*Material supplied*:
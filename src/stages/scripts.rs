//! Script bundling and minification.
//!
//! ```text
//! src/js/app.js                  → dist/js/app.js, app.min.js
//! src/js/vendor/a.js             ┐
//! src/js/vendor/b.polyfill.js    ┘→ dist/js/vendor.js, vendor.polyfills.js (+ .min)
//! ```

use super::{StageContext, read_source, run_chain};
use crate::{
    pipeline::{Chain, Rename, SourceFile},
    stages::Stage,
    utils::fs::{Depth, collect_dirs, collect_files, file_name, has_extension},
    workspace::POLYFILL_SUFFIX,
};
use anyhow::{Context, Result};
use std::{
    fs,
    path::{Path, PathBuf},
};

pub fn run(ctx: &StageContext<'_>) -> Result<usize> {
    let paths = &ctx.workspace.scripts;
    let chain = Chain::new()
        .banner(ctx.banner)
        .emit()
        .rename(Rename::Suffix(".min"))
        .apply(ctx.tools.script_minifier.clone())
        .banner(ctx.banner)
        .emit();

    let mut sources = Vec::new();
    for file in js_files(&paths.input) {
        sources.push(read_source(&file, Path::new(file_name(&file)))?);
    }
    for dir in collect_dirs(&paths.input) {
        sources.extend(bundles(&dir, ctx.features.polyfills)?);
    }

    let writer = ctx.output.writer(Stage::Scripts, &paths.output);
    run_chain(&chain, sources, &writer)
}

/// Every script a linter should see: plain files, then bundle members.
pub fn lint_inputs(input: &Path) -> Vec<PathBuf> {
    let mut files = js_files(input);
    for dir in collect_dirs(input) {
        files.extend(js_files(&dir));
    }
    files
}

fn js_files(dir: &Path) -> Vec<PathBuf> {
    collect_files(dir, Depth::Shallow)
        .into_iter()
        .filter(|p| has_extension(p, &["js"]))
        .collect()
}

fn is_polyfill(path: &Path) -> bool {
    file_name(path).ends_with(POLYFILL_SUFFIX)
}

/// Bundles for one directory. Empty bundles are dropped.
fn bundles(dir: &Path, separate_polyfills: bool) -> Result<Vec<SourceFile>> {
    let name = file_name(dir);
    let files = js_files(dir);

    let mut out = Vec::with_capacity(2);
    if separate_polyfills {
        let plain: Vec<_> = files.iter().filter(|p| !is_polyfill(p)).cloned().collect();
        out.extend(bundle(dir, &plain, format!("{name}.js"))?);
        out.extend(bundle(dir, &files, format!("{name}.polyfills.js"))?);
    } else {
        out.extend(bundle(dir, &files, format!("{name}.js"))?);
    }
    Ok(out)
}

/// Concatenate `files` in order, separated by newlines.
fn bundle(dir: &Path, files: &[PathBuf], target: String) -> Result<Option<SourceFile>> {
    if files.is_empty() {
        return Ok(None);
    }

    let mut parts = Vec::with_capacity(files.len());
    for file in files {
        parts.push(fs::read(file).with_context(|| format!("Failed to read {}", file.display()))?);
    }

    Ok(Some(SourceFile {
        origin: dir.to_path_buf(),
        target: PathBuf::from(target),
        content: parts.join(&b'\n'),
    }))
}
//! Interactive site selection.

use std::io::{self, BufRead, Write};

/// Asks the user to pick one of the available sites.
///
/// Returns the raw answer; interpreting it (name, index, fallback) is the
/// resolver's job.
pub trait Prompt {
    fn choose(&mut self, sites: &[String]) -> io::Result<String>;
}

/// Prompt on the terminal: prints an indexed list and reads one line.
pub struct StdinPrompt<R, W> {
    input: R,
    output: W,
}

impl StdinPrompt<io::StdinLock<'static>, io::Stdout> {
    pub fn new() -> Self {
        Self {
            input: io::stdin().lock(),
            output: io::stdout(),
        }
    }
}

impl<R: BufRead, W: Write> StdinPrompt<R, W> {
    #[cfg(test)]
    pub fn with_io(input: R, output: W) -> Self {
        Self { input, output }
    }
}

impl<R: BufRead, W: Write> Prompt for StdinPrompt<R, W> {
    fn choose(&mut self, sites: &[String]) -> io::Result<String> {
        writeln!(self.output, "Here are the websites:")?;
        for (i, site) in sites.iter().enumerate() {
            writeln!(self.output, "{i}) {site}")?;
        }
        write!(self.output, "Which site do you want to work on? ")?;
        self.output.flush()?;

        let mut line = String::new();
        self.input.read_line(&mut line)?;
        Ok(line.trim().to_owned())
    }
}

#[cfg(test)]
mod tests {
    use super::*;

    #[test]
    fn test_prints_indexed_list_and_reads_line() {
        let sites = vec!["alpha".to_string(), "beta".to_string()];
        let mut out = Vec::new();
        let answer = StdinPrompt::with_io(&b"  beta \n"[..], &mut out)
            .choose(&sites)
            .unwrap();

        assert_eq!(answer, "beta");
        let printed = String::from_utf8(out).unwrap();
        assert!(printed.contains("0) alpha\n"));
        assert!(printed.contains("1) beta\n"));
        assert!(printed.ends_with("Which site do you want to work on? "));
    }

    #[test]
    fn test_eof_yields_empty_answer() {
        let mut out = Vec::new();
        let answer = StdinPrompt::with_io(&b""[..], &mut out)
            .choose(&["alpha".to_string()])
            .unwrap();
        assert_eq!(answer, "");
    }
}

*Prompt*: In full and without changes, copy the entries above.

*Problem solution*:
filename src/stages/scripts.rs
//! Script bundling and minification.
//!
//! ```text
//! src/js/app.js                  → dist/js/app.js, app.min.js
//! src/js/vendor/a.js             ┐
//! src/js/vendor/b.polyfill.js    ┘→ dist/js/vendor.js, vendor.polyfills.js (+ .min)
//! ```

use super::{StageContext, read_source, run_chain};
use crate::{
    pipeline::{Chain, Rename, SourceFile},
    stages::Stage,
    utils::fs::{Depth, collect_dirs, collect_files, file_name, has_extension},
    workspace::POLYFILL_SUFFIX,
};
use anyhow::{Context, Result};
use std::{
    fs,
    path::{Path, PathBuf},
};

pub fn run(ctx: &StageContext<'_>) -> Result<usize> {
    let paths = &ctx.workspace.scripts;
    let chain = Chain::new()
        .banner(ctx.banner)
        .emit()
        .rename(Rename::Suffix(".min"))
        .apply(ctx.tools.script_minifier.clone())
        .banner(ctx.banner)
        .emit();

    let mut sources = Vec::new();
    for file in js_files(&paths.input) {
        sources.push(read_source(&file, Path::new(file_name(&file)))?);
    }
    for dir in collect_dirs(&paths.input) {
        sources.extend(bundles(&dir, ctx.features.polyfills)?);
    }

    let writer = ctx.output.writer(Stage::Scripts, &paths.output);
    run_chain(&chain, sources, &writer)
}

/// Every script a linter should see: plain files, then bundle members.
pub fn lint_inputs(input: &Path) -> Vec<PathBuf> {
    let mut files = js_files(input);
    for dir in collect_dirs(input) {
        files.extend(js_files(&dir));
    }
    files
}

fn js_files(dir: &Path) -> Vec<PathBuf> {
    collect_files(dir, Depth::Shallow)
        .into_iter()
        .filter(|p| has_extension(p, &["js"]))
        .collect()
}

fn is_polyfill(path: &Path) -> bool {
    file_name(path).ends_with(POLYFILL_SUFFIX)
}

/// Bundles for one directory. Empty bundles are dropped.
fn bundles(dir: &Path, separate_polyfills: bool) -> Result<Vec<SourceFile>> {
    let name = file_name(dir);
    let files = js_files(dir);

    let mut out = Vec::with_capacity(2);
    if separate_polyfills {
        let plain: Vec<_> = files.iter().filter(|p| !is_polyfill(p)).cloned().collect();
        out.extend(bundle(dir, &plain, format!("{name}.js"))?);
        out.extend(bundle(dir, &files, format!("{name}.polyfills.js"))?);
    } else {
        out.extend(bundle(dir, &files, format!("{name}.js"))?);
    }
    Ok(out)
}

/// Concatenate `files` in order, separated by newlines.
fn bundle(dir: &Path, files: &[PathBuf], target: String) -> Result<Option<SourceFile>> {
    if files.is_empty() {
        return Ok(None);
    }

    let mut parts = Vec::with_capacity(files.len());
    for file in files {
        parts.push(fs::read(file).with_context(|| format!("Failed to read {}", file.display()))?);
    }

    Ok(Some(SourceFile {
        origin: dir.to_path_buf(),
        target: PathBuf::from(target),
        content: parts.join(&b'\n'),
    }))
}
//! Interactive site selection.

use std::io::{self, BufRead, Write};

/// Asks the user to pick one of the available sites.
///
/// Returns the raw answer; interpreting it (name, index, fallback) is the
/// resolver's job.
pub trait Prompt {
    fn choose(&mut self, sites: &[String]) -> io::Result<String>;
}

/// Prompt on the terminal: prints an indexed list and reads one line.
pub struct StdinPrompt<R, W> {
    input: R,
    output: W,
}

impl StdinPrompt<io::StdinLock<'static>, io::Stdout> {
    pub fn new() -> Self {
        Self {
            input: io::stdin().lock(),
            output: io::stdout(),
        }
    }
}

impl<R: BufRead, W: Write> StdinPrompt<R, W> {
    #[cfg(test)]
    pub fn with_io(input: R, output: W) -> Self {
        Self { input, output }
    }
}

impl<R: BufRead, W: Write> Prompt for StdinPrompt<R, W> {
    fn choose(&mut self, sites: &[String]) -> io::Result<String> {
        writeln!(self.output, "Here are the websites:")?;
        for (i, site) in sites.iter().enumerate() {
            writeln!(self.output, "{i}) {site}")?;
        }
        write!(self.output, "Which site do you want to work on? ")?;
        self.output.flush()?;

        let mut line = String::new();
        self.input.read_line(&mut line)?;
        Ok(line.trim().to_owned())
    }
}

#[cfg(test)]
mod tests {
    use super::*;

    #[test]
    fn test_prints_indexed_list_and_reads_line() {
        let sites = vec!["alpha".to_string(), "beta".to_string()];
        let mut out = Vec::new();
        let answer = StdinPrompt::with_io(&b"  beta \n"[..], &mut out)
            .choose(&sites)
            .unwrap();

        assert_eq!(answer, "beta");
        let printed = String::from_utf8(out).unwrap();
        assert!(printed.contains("0) alpha\n"));
        assert!(printed.contains("1) beta\n"));
        assert!(printed.ends_with("Which site do you want to work on? "));
    }

    #[test]
    fn test_eof_yields_empty_answer() {
        let mut out = Vec::new();
        let answer = StdinPrompt::with_io(&b""[..], &mut out)
            .choose(&["alpha".to_string()])
            .unwrap();
        assert_eq!(answer, "");
    }
}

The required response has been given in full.